What the Lord says in this distended moment is that he we are his because he made us. God made us, makes us, and will remake us. Isaiah says, “he created you, O Jacob; he formed you, O Israel.” Created and formed are parallel, and speak to a double reality.
To say that he created us is to say that God gathered the dirt in his hands. He formed us out of the ground like he did our father, Adam. Each clump was gently smushed together into the wonderful and fearful being that we are.
To say that he formed us is to say that he brought us through the Spirit-hovered waters. He created us from the to dirt, but to form is a spiritual act. It’s to fashion a life characterized by the Spirit, unlike the old Adam. As many of us as have been baptized are now in Christ. And if anyone is in Christ—behold, new creation.
God created Jacob out of the dirt. He took Jacob from the grave of Egypt, the bowels of the earth. He reached down from on high and he took the enslaved, un-enlivened clumps of clay, and set them free by putting breath in their lungs.
God formed Israel in the Red Sea. They passed through the waters; God was with them. He sealed their victory, putting his seal upon them. Like their (and our) father Jacob who was renamed at the water of the river Jabbok, so God’s people were no longer “Jacob” on the other side of the sea. They were formed into Israel with the Spirit-pillar hovering above and before them.
God speaks this word now by his Spirit. We were once named Jacob; now we are Israel. But we are not what we shall be. There is yet a new name coming. A third movement which will not be a creating or a forming, but a resurrecting. On that day, we will receive a final name written on a white stone. What will that name be? We do not yet know, though we see through a glass darkly. We can discern that whatever name it will be, it will be a Christian one, because we will be in Christ (as we are even now by the promise). On that day the Lord will say, “I created you, I formed you, I resurrected you, O [Christian Name]. That is, “I created you from the dirt; I formed you in the water; I resurrected you from the grave.”
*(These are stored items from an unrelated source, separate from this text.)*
//! Per-session tick scheduling.
//!
//! A running session owns exactly one [`TickHandle`]. The handle's task
//! wakes once per period and posts a [`TickEvent`] to the registry actor;
//! it never touches session state itself. Decrements are applied by the
//! actor, on the same queue as client commands.
//!
//! Cancellation has two layers:
//! - the task's `CancellationToken` stops further firings
//! - every event carries the run's `generation`, and the actor discards
//!   events whose generation no longer matches the session's live handle
//!
//! The second layer is what makes cancellation synchronous: a firing that
//! was already queued when the handle was dropped is ignored, so no
//! decrement can land after a pause, reset or set-time returns.

use std::time::Duration;

use tokio::sync::mpsc;
use tokio::time::{interval_at, Instant};
use tokio_util::sync::CancellationToken;
use tracing::{debug, trace};

use pomo_core::SessionId;

/// Fixed period between ticks.
pub const TICK_INTERVAL: Duration = Duration::from_secs(1);

/// A tick firing, addressed to one run of one session.
#[derive(Debug, Clone, PartialEq, Eq)]
pub struct TickEvent {
    pub session_id: SessionId,
    pub generation: u64,
}

/// Handle to a session's repeating tick task.
///
/// Dropping the handle cancels the task.
#[derive(Debug)]
pub struct TickHandle {
    generation: u64,
    cancel: CancellationToken,
}

impl TickHandle {
    /// Generation stamped on every event this handle's task emits.
    pub fn generation(&self) -> u64 {
        self.generation
    }

    /// Returns true if an event belongs to this run.
    pub fn owns(&self, event: &TickEvent) -> bool {
        event.generation == self.generation
    }

    /// Stops the task.
    pub fn cancel(self) {
        // Drop does the work
    }
}

impl Drop for TickHandle {
    fn drop(&mut self) {
        self.cancel.cancel();
    }
}

/// Spawns the repeating tick task for one run of a session.
///
/// The first event fires one `period` after the call; there is no
/// immediate tick. The task exits when the handle is dropped or the
/// event channel closes.
pub fn spawn_ticker(
    session_id: SessionId,
    generation: u64,
    events: mpsc::UnboundedSender<TickEvent>,
    period: Duration,
) -> TickHandle {
    let cancel = CancellationToken::new();
    let token = cancel.clone();

    tokio::spawn(async move {
        let mut ticker = interval_at(Instant::now() + period, period);

        loop {
            tokio::select! {
                _ = token.cancelled() => {
                    trace!(session_id = %session_id, generation, "Ticker cancelled");
                    break;
                }

                _ = ticker.tick() => {
                    let event = TickEvent {
                        session_id: session_id.clone(),
                        generation,
                    };
                    if events.send(event).is_err() {
                        // Actor stopped - exit ticker
                        debug!(session_id = %session_id, "Ticker stopping: registry channel closed");
                        break;
                    }
                }
            }
        }
    });

    TickHandle { generation, cancel }
}

#[cfg(test)]
mod tests {
    use super::*;

    #[tokio::test(start_paused = true)]
    async fn test_ticker_fires_once_per_period() {
        let (tx, mut rx) = mpsc::unbounded_channel();
        let _handle = spawn_ticker(SessionId::new("abc"), 7, tx, TICK_INTERVAL);

        // Nothing before the first period elapses
        tokio::time::sleep(Duration::from_millis(999)).await;
        assert!(rx.try_recv().is_err());

        tokio::time::sleep(Duration::from_millis(2)).await;
        let event = rx.try_recv().unwrap();
        assert_eq!(event.session_id, SessionId::new("abc"));
        assert_eq!(event.generation, 7);

        tokio::time::sleep(TICK_INTERVAL).await;
        assert!(rx.try_recv().is_ok());
        assert!(rx.try_recv().is_err());
    }

    #[tokio::test(start_paused = true)]
    async fn test_dropping_handle_stops_ticker() {
        let (tx, mut rx) = mpsc::unbounded_channel();
        let handle = spawn_ticker(SessionId::new("abc"), 1, tx, TICK_INTERVAL);

        tokio::time::sleep(Duration::from_millis(1500)).await;
        assert!(rx.try_recv().is_ok());

        handle.cancel();
        tokio::time::sleep(Duration::from_secs(5)).await;
        assert!(rx.try_recv().is_err());
    }

    #[tokio::test(start_paused = true)]
    async fn test_ticker_exits_when_channel_closes() {
        let (tx, rx) = mpsc::unbounded_channel();
        let handle = spawn_ticker(SessionId::new("abc"), 1, tx, TICK_INTERVAL);
        drop(rx);

        // Should not panic; task notices the closed channel on its next firing
        tokio::time::sleep(Duration::from_secs(2)).await;
        drop(handle);
    }

    #[test]
    fn test_handle_owns_matching_generation() {
        let handle = TickHandle {
            generation: 3,
            cancel: CancellationToken::new(),
        };
        let event = TickEvent {
            session_id: SessionId::new("abc"),
            generation: 3,
        };
        assert!(handle.owns(&event));
        assert!(!handle.owns(&TickEvent {
            generation: 2,
            ..event
        }));
        assert_eq!(handle.generation(), 3);
    }
}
God says in this very moment—even as you read this!— that because of his past action, and because of the promise of glory, we are his. He says to you, beloved of God, “I have called you by name, you are mine.”
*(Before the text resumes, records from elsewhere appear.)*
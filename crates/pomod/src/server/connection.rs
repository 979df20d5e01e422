//! Connection handler for individual WebSocket clients.
//!
//! Each client connection gets its own `ConnectionHandler` that:
//! - Completes the WebSocket upgrade
//! - Registers an outbound queue with the registry
//! - Decodes incoming text frames into commands
//! - Routes commands to the registry and reports failures to the sender
//!
//! Writes to the socket happen on a separate forwarder task that drains
//! the outbound queue and sends keepalive pings. Everything addressed to
//! this client (snapshots, pongs, errors) goes through that one queue, so
//! it reaches the socket in the order it was produced.
//!
//! # Panic-Free Guarantees
//!
//! This module follows the panic-free policy:
//! - No `.unwrap()`, `.expect()`, `panic!()`, `unreachable!()`, `todo!()`
//! - All fallible operations use `?`, pattern matching, or `unwrap_or`
//! - Connection errors are logged and result in graceful disconnect

use std::net::SocketAddr;
use std::time::Duration;

use futures::stream::SplitSink;
use futures::{SinkExt, StreamExt};
use tokio::net::TcpStream;
use tokio::sync::mpsc::{self, error::TrySendError};
use tokio::time::{interval_at, timeout, Instant};
use tokio_tungstenite::tungstenite::protocol::WebSocketConfig;
use tokio_tungstenite::tungstenite::Message;
use tokio_tungstenite::{accept_async_with_config, WebSocketStream};
use tokio_util::sync::CancellationToken;
use tracing::{debug, info, warn};

use pomo_protocol::{decode_command, ClientCommand, ServerMessage};

use crate::broadcast::{ConnectionId, Outbound};
use crate::registry::{RegistryError, RegistryHandle};

type WsSink = SplitSink<WebSocketStream<TcpStream>, Message>;

/// Maximum inbound message size (64 KiB). Larger messages get an error
/// reply and the connection stays open.
pub const MAX_MESSAGE_SIZE: usize = 64 * 1024;

/// Largest message the transport will buffer at all. Anything bigger
/// ends the connection before it is fully read.
pub const MAX_BUFFERED_MESSAGE: usize = 4 * MAX_MESSAGE_SIZE;

/// Time allowed for the WebSocket upgrade
const HANDSHAKE_TIMEOUT: Duration = Duration::from_secs(10);

/// Read timeout for silent peers. Clients answer our pings, so a healthy
/// idle connection still produces frames well inside this window.
const READ_TIMEOUT: Duration = Duration::from_secs(90);

/// Write timeout (10 seconds)
const WRITE_TIMEOUT: Duration = Duration::from_secs(10);

/// Interval between server-initiated Ping frames
const PING_INTERVAL: Duration = Duration::from_secs(30);

/// Connection handler for a single client.
pub struct ConnectionHandler {
    /// Identifier assigned by the server
    connection_id: ConnectionId,

    /// Remote address, for logging
    peer: SocketAddr,

    /// Handle to the session registry
    registry: RegistryHandle,

    /// Capacity of the outbound queue
    outbound_buffer: usize,
}

impl ConnectionHandler {
    /// Creates a new connection handler.
    ///
    /// # Arguments
    ///
    /// * `connection_id` - Unique id for this connection
    /// * `peer` - Remote address of the TCP stream
    /// * `registry` - Handle to the session registry
    /// * `outbound_buffer` - Messages that may queue for this client before
    ///   further ones are dropped
    pub fn new(
        connection_id: ConnectionId,
        peer: SocketAddr,
        registry: RegistryHandle,
        outbound_buffer: usize,
    ) -> Self {
        Self {
            connection_id,
            peer,
            registry,
            outbound_buffer: outbound_buffer.max(1),
        }
    }

    /// Runs the connection handler.
    ///
    /// Upgrades the stream, then processes frames until the peer closes,
    /// the read times out, or `cancel` fires. The registry is always told
    /// about the disconnect once the connection has been registered.
    pub async fn run(
        self,
        stream: TcpStream,
        cancel: CancellationToken,
    ) -> Result<(), ConnectionError> {
        let ws = match timeout(
            HANDSHAKE_TIMEOUT,
            accept_async_with_config(stream, Some(websocket_config())),
        ).await {
            Ok(Ok(ws)) => ws,
            Ok(Err(e)) => return Err(ConnectionError::Handshake(e.to_string())),
            Err(_) => return Err(ConnectionError::HandshakeTimeout),
        };

        let (sink, mut source) = ws.split();
        let (outbound, outbound_rx) = mpsc::channel(self.outbound_buffer);

        self.registry
            .connect(self.connection_id, outbound.clone())
            .await?;

        info!(
            connection_id = %self.connection_id,
            peer = %self.peer,
            "Client connected"
        );

        let mut forwarder = tokio::spawn(forward_outbound(sink, outbound_rx, self.connection_id));

        let result = self.process_frames(&mut source, &outbound, &cancel).await;

        // Close our side of the queue; the actor's clone goes with the disconnect
        self.registry.disconnect(self.connection_id).await;
        drop(outbound);

        if timeout(WRITE_TIMEOUT, &mut forwarder).await.is_err() {
            forwarder.abort();
        }

        info!(connection_id = %self.connection_id, "Client disconnected");
        result
    }

    /// Main frame processing loop.
    async fn process_frames(
        &self,
        source: &mut futures::stream::SplitStream<WebSocketStream<TcpStream>>,
        outbound: &Outbound,
        cancel: &CancellationToken,
    ) -> Result<(), ConnectionError> {
        loop {
            let next = tokio::select! {
                _ = cancel.cancelled() => {
                    debug!(connection_id = %self.connection_id, "Connection closing for shutdown");
                    return Ok(());
                }

                next = timeout(READ_TIMEOUT, source.next()) => next,
            };

            let msg = match next {
                Ok(Some(Ok(msg))) => msg,
                Ok(Some(Err(e))) => return Err(ConnectionError::Transport(e.to_string())),
                Ok(None) => {
                    debug!(connection_id = %self.connection_id, "Client stream ended");
                    return Ok(());
                }
                Err(_) => {
                    debug!(connection_id = %self.connection_id, "Connection timed out");
                    return Err(ConnectionError::Timeout);
                }
            };

            match msg {
                Message::Text(text) => self.handle_text(text.as_str(), outbound).await?,
                Message::Binary(data) => match std::str::from_utf8(&data) {
                    Ok(text) => self.handle_text(text, outbound).await?,
                    Err(_) => {
                        self.reply_error(outbound, "Malformed message: binary frame is not UTF-8")
                    }
                },
                Message::Close(_) => {
                    debug!(connection_id = %self.connection_id, "Client sent close frame");
                    return Ok(());
                }
                // Pings are answered by tungstenite; pongs only prove liveness
                _ => {}
            }
        }
    }

    /// Decodes and dispatches one inbound text message.
    ///
    /// Per-message failures are reported to this client and the connection
    /// stays open. Only a stopped registry ends the connection.
    async fn handle_text(&self, text: &str, outbound: &Outbound) -> Result<(), ConnectionError> {
        let command = match decode_frame(text) {
            Ok(command) => command,
            Err(message) => {
                warn!(
                    connection_id = %self.connection_id,
                    error = %message,
                    "Rejected inbound message"
                );
                self.reply_error(outbound, message);
                return Ok(());
            }
        };

        let command_type = command.type_name();
        match self.registry.dispatch(self.connection_id, command).await {
            Ok(()) => Ok(()),
            Err(RegistryError::ChannelClosed) => Err(RegistryError::ChannelClosed.into()),
            Err(e) => {
                debug!(
                    connection_id = %self.connection_id,
                    command = command_type,
                    error = %e,
                    "Command failed"
                );
                self.reply_error(outbound, e.to_string());
                Ok(())
            }
        }
    }

    /// Queues an `error` message for this client only.
    fn reply_error(&self, outbound: &Outbound, message: impl Into<String>) {
        let json = match serde_json::to_string(&ServerMessage::error(message)) {
            Ok(json) => json,
            Err(e) => {
                warn!(error = %e, "Failed to serialize error response");
                return;
            }
        };

        if let Err(TrySendError::Full(_)) = outbound.try_send(json) {
            warn!(connection_id = %self.connection_id, "Outbound queue full, error dropped");
        }
    }
}

/// Transport limits for inbound frames.
fn websocket_config() -> WebSocketConfig {
    WebSocketConfig::default()
        .max_message_size(Some(MAX_BUFFERED_MESSAGE))
        .max_frame_size(Some(MAX_BUFFERED_MESSAGE))
}

/// Size-checks and decodes one inbound message.
///
/// Returns the text of the `error` reply on failure.
fn decode_frame(text: &str) -> Result<ClientCommand, String> {
    if text.len() > MAX_MESSAGE_SIZE {
        return Err(ConnectionError::MessageTooLarge {
            size: text.len(),
            max: MAX_MESSAGE_SIZE,
        }
        .to_string());
    }
    decode_command(text).map_err(|e| e.to_string())
}

/// Drains the outbound queue to the socket, pinging while idle.
///
/// Exits when the queue closes (sending a Close frame first) or when a
/// write fails or stalls past `WRITE_TIMEOUT`.
async fn forward_outbound(
    mut sink: WsSink,
    mut outbound_rx: mpsc::Receiver<String>,
    connection_id: ConnectionId,
) {
    let mut ping = interval_at(Instant::now() + PING_INTERVAL, PING_INTERVAL);

    loop {
        let frame = tokio::select! {
            msg = outbound_rx.recv() => match msg {
                Some(text) => Message::Text(text.into()),
                None => {
                    let _ = timeout(WRITE_TIMEOUT, sink.close()).await;
                    break;
                }
            },

            _ = ping.tick() => Message::Ping(Default::default()),
        };

        match timeout(WRITE_TIMEOUT, sink.send(frame)).await {
            Ok(Ok(())) => {}
            Ok(Err(e)) => {
                debug!(connection_id = %connection_id, error = %e, "Write failed");
                break;
            }
            Err(_) => {
                warn!(connection_id = %connection_id, "Write timed out");
                break;
            }
        }
    }
}

/// Errors that can occur on a single connection.
#[derive(Debug, thiserror::Error)]
pub enum ConnectionError {
    #[error("WebSocket handshake failed: {0}")]
    Handshake(String),

    #[error("WebSocket handshake timed out")]
    HandshakeTimeout,

    #[error("WebSocket error: {0}")]
    Transport(String),

    #[error("Read timeout")]
    Timeout,

    #[error("Message too large: {size} bytes (max: {max})")]
    MessageTooLarge { size: usize, max: usize },

    #[error("Registry error: {0}")]
    Registry(#[from] RegistryError),
}

#[cfg(test)]
mod tests {
    use super::*;

    #[test]
    fn test_decode_frame_accepts_command() {
        assert_eq!(
            decode_frame(r#"{"type":"startTimer"}"#),
            Ok(ClientCommand::StartTimer)
        );
    }

    #[test]
    fn test_decode_frame_rejects_oversized() {
        let padding = "x".repeat(MAX_MESSAGE_SIZE);
        let text = format!(r#"{{"type":"ping","pad":"{padding}"}}"#);

        let err = decode_frame(&text).unwrap_err();
        assert!(err.starts_with("Message too large"));
        assert!(err.contains(&MAX_MESSAGE_SIZE.to_string()));
    }

    #[test]
    fn test_transport_buffers_are_bounded() {
        let config = websocket_config();
        assert_eq!(config.max_message_size, Some(MAX_BUFFERED_MESSAGE));
        assert_eq!(config.max_frame_size, Some(MAX_BUFFERED_MESSAGE));
    }

    #[test]
    fn test_decode_frame_reports_protocol_error() {
        let err = decode_frame("not json").unwrap_err();
        assert!(!err.is_empty());
    }

    #[test]
    fn test_connection_error_display() {
        let err = ConnectionError::MessageTooLarge { size: 70000, max: 65536 };
        assert_eq!(err.to_string(), "Message too large: 70000 bytes (max: 65536)");

        let err: ConnectionError = RegistryError::ChannelClosed.into();
        assert_eq!(err.to_string(), "Registry error: response channel closed");
    }
}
Hear him call you by name. Your surname is the name of your dirt, the depths of your family history, your “Jacob.” Your first name is your uniqueness, the new thing God has done in making you and not another, and in making you completely unlike any other. Your first name is your “Israel.” But God has yet another name for you.
What it will be no one knows. But you will, O Christian, have a resurrection name. Ask God what it is. Rest assured he will answer you even if it’s a 1000-year-day from now.
Finally, hear the Spirit say to you—right now—Fear not! We need not fear because fear is always of what might be. Fear is always anxiety of the future. But the future is set, guaranteed, promised.
He says, “I have redeemed you.” Redeemed is not in the present tense, but in the past. So sure is the promise of God that he will redeem us from the grave, that the future is as the past. He persists in the past tense, “I have called you by name.” Called is past: he’s called us Jacob, he’s called us Israel, and he’s called us our future name. We just haven’t heard it yet.
So, with a resounding “therefore,” he says,
“You. Are. Mine.”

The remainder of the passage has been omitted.